Problem to solve: Restate exactly the lines from the top of the listing below to the line containing "trait, obtained from"; the remaining lines are not wanted.

Provided data:

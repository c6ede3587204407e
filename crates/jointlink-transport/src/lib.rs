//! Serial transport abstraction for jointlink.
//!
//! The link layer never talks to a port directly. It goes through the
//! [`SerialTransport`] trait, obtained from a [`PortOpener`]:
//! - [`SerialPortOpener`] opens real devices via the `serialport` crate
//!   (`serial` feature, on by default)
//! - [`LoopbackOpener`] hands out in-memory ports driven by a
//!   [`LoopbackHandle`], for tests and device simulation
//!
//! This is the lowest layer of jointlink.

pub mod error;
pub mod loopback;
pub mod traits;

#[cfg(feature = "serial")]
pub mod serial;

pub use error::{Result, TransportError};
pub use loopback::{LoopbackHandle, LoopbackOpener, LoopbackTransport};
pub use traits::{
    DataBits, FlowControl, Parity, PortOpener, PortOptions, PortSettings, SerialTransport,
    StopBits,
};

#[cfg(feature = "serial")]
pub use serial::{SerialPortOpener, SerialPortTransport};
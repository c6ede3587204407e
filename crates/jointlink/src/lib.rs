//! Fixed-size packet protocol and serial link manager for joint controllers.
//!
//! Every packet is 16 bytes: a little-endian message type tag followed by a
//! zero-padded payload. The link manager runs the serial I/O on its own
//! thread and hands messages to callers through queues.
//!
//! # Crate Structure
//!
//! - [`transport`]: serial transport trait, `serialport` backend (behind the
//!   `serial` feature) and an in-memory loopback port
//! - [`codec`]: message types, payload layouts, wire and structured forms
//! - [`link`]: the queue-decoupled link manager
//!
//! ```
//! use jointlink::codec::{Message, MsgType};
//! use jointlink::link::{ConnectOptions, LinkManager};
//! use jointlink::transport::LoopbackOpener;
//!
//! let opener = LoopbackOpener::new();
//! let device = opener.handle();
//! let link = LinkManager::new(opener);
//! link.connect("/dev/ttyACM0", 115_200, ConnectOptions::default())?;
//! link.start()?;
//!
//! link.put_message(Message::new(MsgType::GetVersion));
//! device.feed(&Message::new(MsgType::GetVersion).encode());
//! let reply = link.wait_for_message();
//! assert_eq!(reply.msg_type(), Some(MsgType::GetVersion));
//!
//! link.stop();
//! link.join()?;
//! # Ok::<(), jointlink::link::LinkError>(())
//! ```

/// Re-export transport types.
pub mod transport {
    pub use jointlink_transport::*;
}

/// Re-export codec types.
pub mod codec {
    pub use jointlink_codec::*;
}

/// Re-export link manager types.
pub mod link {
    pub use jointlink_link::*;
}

Task result:
repository c6ede3587204407e
filename crates/jointlink-transport/src/lib.rs
//! Serial transport abstraction for jointlink.
//!
//! The link layer never talks to a port directly. It goes through the
//! [`SerialTransport`] trait, obtained from a [`PortOpener`]:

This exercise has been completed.